As I remember, the biggest thing is the tendency of TypeScript to result in deeply nested code, which is very hard to read/unwind.

Note that I haven't touched TS in about two years now, so my memory is a little fuzzy.


Would this be in a different way to the equivalent JavaScript code? Or do you just mean like physically, the layout of the code with the additional TypeScript syntax makes it appear more nested/indented and more difficult to parse?


TS doesn't really do any worse than JS in this respect; the key here is the difference between either of them and Python.


Ah, this is a facepalm moment in that I had completely misread the initial comment not as being a comparison of JS/TS to python, but of JS to TS then a further comparison to python. Now it makes much more sense!


For me it is other way around, untill it is something very simple


And this is actually a hugely important consideration in determining whether a language becomes successful, it turns out.


JavaScript has a clearly superior model to support any:{custom:"data"}


I agree here, Typescript is actually quite a nice language to write in, but the complexity of setting up a project and your own compiling pipeline and everything causes my head to spin.

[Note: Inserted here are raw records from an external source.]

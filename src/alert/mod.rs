//! Real-time alerting on the ingested event stream.
//!
//! Three rules run against every event: an error-rate threshold inside a
//! fixed window, first sighting of an error fingerprint, and per-vital
//! performance budgets with a cooldown. All state lives in memory and is
//! lost on restart.

pub mod notifier;

use std::collections::{HashMap, HashSet};
use std::sync::Arc;

use parking_lot::Mutex;
use serde_json::Value;

use crate::clock::{duration_ms, SharedClock};
use crate::config::AlertsConfig;
use crate::event::{nested_str, Event, EventType};
use crate::server::health::HealthMetrics;

pub use notifier::{Notifier, NotifyError, RecordingNotifier, WebhookNotifier};

/// A decision produced by the engine.
#[derive(Debug, Clone, PartialEq)]
pub enum Alert {
    /// The window's error count reached the threshold.
    HighErrorRate { count: u32, window_secs: u64 },
    /// An error fingerprint not seen since the dedup set was last cleared.
    NewError {
        error_type: String,
        message: String,
        browser: String,
    },
    /// A vital exceeded its budget outside the cooldown.
    BudgetExceeded {
        metric: String,
        value: f64,
        budget: f64,
    },
}

impl Alert {
    pub const fn kind(&self) -> &'static str {
        match self {
            Self::HighErrorRate { .. } => "high_error_rate",
            Self::NewError { .. } => "new_error",
            Self::BudgetExceeded { .. } => "budget_exceeded",
        }
    }

    /// Markdown message body.
    pub fn render(&self, dashboard_url: &str) -> String {
        match self {
            Self::HighErrorRate { count, window_secs } => {
                let span = if *window_secs == 60 {
                    "the last minute".to_string()
                } else {
                    format!("the last {window_secs} seconds")
                };
                format!("🚨 **High Error Rate Alert**: {count} errors detected in {span}.")
            }
            Self::NewError {
                error_type,
                message,
                browser,
            } => format!(
                "🔥 **New Error Detected**\n**Type**: {error_type}\n**Message**: {message}\n**Browser**: {browser}\n**Link**: {dashboard_url}"
            ),
            Self::BudgetExceeded {
                metric,
                value,
                budget,
            } => format!(
                "📉 **Performance Budget Exceeded**\n**Metric**: {metric}\n**Value**: {value:.2} (Budget: {budget})\n**Link**: {dashboard_url}"
            ),
        }
    }
}

/// Thresholds the engine applies.
#[derive(Debug, Clone)]
pub struct AlertPolicy {
    pub window_ms: i64,
    pub error_threshold: u32,
    pub dedup_capacity: usize,
    pub budget_cooldown_ms: i64,
    pub budgets: HashMap<String, f64>,
}

impl From<&AlertsConfig> for AlertPolicy {
    fn from(cfg: &AlertsConfig) -> Self {
        Self {
            window_ms: duration_ms(cfg.error_window),
            error_threshold: cfg.error_threshold,
            dedup_capacity: cfg.dedup_capacity,
            budget_cooldown_ms: duration_ms(cfg.budget_cooldown),
            budgets: cfg.budgets.clone(),
        }
    }
}

impl Default for AlertPolicy {
    fn default() -> Self {
        Self::from(&AlertsConfig::default())
    }
}

/// Mutable alerting state, guarded by the engine's mutex.
#[derive(Debug, Default)]
pub struct AlertState {
    fingerprints: HashSet<String>,
    last_budget_alert: HashMap<String, i64>,
    window_count: u32,
    window_start: i64,
}

impl AlertState {
    fn new(now_ms: i64) -> Self {
        Self {
            window_start: now_ms,
            ..Self::default()
        }
    }

    /// Errors counted in the current window.
    pub fn window_count(&self) -> u32 {
        self.window_count
    }

    /// Fingerprints currently remembered.
    pub fn fingerprint_count(&self) -> usize {
        self.fingerprints.len()
    }
}

/// Applies the alert rules and hands alerts to a notifier.
pub struct AlertEngine {
    policy: AlertPolicy,
    state: Mutex<AlertState>,
    clock: SharedClock,
    notifier: Option<Arc<dyn Notifier>>,
    dashboard_url: String,
    metrics: Option<Arc<HealthMetrics>>,
}

impl AlertEngine {
    /// Creates an engine. Without a notifier the engine never alerts.
    pub fn new(
        policy: AlertPolicy,
        clock: SharedClock,
        notifier: Option<Arc<dyn Notifier>>,
        dashboard_url: impl Into<String>,
    ) -> Self {
        let state = AlertState::new(clock.now_ms());
        Self {
            policy,
            state: Mutex::new(state),
            clock,
            notifier,
            dashboard_url: dashboard_url.into(),
            metrics: None,
        }
    }

    /// Records sent/failed deliveries on the given metrics.
    pub fn with_metrics(mut self, metrics: Arc<HealthMetrics>) -> Self {
        self.metrics = Some(metrics);
        self
    }

    pub fn is_enabled(&self) -> bool {
        self.notifier.is_some()
    }

    /// Runs `f` against the current state.
    pub fn inspect<R>(&self, f: impl FnOnce(&AlertState) -> R) -> R {
        f(&self.state.lock())
    }

    /// Evaluates one ingested event against every rule.
    pub fn observe(&self, event: &Event) -> Vec<Alert> {
        if !self.is_enabled() {
            return Vec::new();
        }

        let now = self.clock.now_ms();
        let mut alerts = Vec::new();
        let mut state = self.state.lock();

        if now - state.window_start > self.policy.window_ms {
            state.window_start = now;
            state.window_count = 0;
        }

        match event.event_type {
            EventType::Error => self.observe_error(&mut state, event, &mut alerts),
            EventType::Vital => self.observe_vital(&mut state, event, now, &mut alerts),
            EventType::Navigation | EventType::Unknown => {}
        }

        alerts
    }

    fn observe_error(&self, state: &mut AlertState, event: &Event, alerts: &mut Vec<Alert>) {
        state.window_count = state.window_count.saturating_add(1);
        if state.window_count == self.policy.error_threshold {
            alerts.push(Alert::HighErrorRate {
                count: state.window_count,
                window_secs: u64::try_from(self.policy.window_ms / 1000).unwrap_or(0),
            });
        }

        let error_type = event
            .payload_str("type")
            .filter(|t| !t.is_empty())
            .unwrap_or("error");
        let message = event.payload_str("message").unwrap_or_default();
        let fingerprint = format!("{error_type}:{message}");

        if state.fingerprints.insert(fingerprint) {
            if state.fingerprints.len() > self.policy.dedup_capacity {
                state.fingerprints.clear();
            }
            alerts.push(Alert::NewError {
                error_type: error_type.to_string(),
                message: message.to_string(),
                browser: nested_str(&event.payload, "device", "browser")
                    .unwrap_or("Unknown")
                    .to_string(),
            });
        }
    }

    fn observe_vital(&self, state: &mut AlertState, event: &Event, now: i64, alerts: &mut Vec<Alert>) {
        let Some(name) = event.payload_str("name") else {
            return;
        };
        let Some(value) = event.payload.get("value").and_then(Value::as_f64) else {
            return;
        };
        let Some(&budget) = self.policy.budgets.get(name) else {
            return;
        };
        if value <= budget {
            return;
        }

        let cooled_down = state
            .last_budget_alert
            .get(name)
            .map_or(true, |last| now - last > self.policy.budget_cooldown_ms);
        if !cooled_down {
            return;
        }

        state.last_budget_alert.insert(name.to_string(), now);
        alerts.push(Alert::BudgetExceeded {
            metric: name.to_string(),
            value,
            budget,
        });
    }

    /// Sends each alert on its own task. Failures are logged, never retried.
    pub fn dispatch(&self, alerts: Vec<Alert>) {
        let Some(notifier) = &self.notifier else {
            return;
        };

        for alert in alerts {
            let notifier = Arc::clone(notifier);
            let metrics = self.metrics.clone();
            let message = alert.render(&self.dashboard_url);
            let kind = alert.kind();

            tokio::spawn(async move {
                match notifier.notify(&message).await {
                    Ok(()) => {
                        tracing::info!(kind, "alert sent");
                        if let Some(m) = &metrics {
                            m.alerts_sent.with_label_values(&[kind]).inc();
                        }
                    }
                    Err(e) => {
                        tracing::warn!(kind, error = %e, "failed to send alert");
                        if let Some(m) = &metrics {
                            m.alerts_failed.with_label_values(&[kind]).inc();
                        }
                    }
                }
            });
        }
    }
}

I get it. As an Old, I have watched the web evolve, threw out my HTML 2.0 book not too long ago. Netscape floppies and Trumpet Winsock. CSS being invented by people who, I don't know, did they ever hear the four principles of Contrast, Repetition, Alignment, and Proximity? I feel like they heard one of them. A programming language for it that had a ten day deadline. Tables abused like Russian nesting dolls shellacked into layers just to serve as doorstops. Dead-end evolution that thrashed around in the tar pits for a long time, screaming before its expiration: Flash.

And yet the network effect would keep this going even if you had a team of a thousand brilliant people design a rational replacements for all of this ad-hoc cruft that has traditioned its way into being something like a standard.


I used to read BNF forms on LCD displays.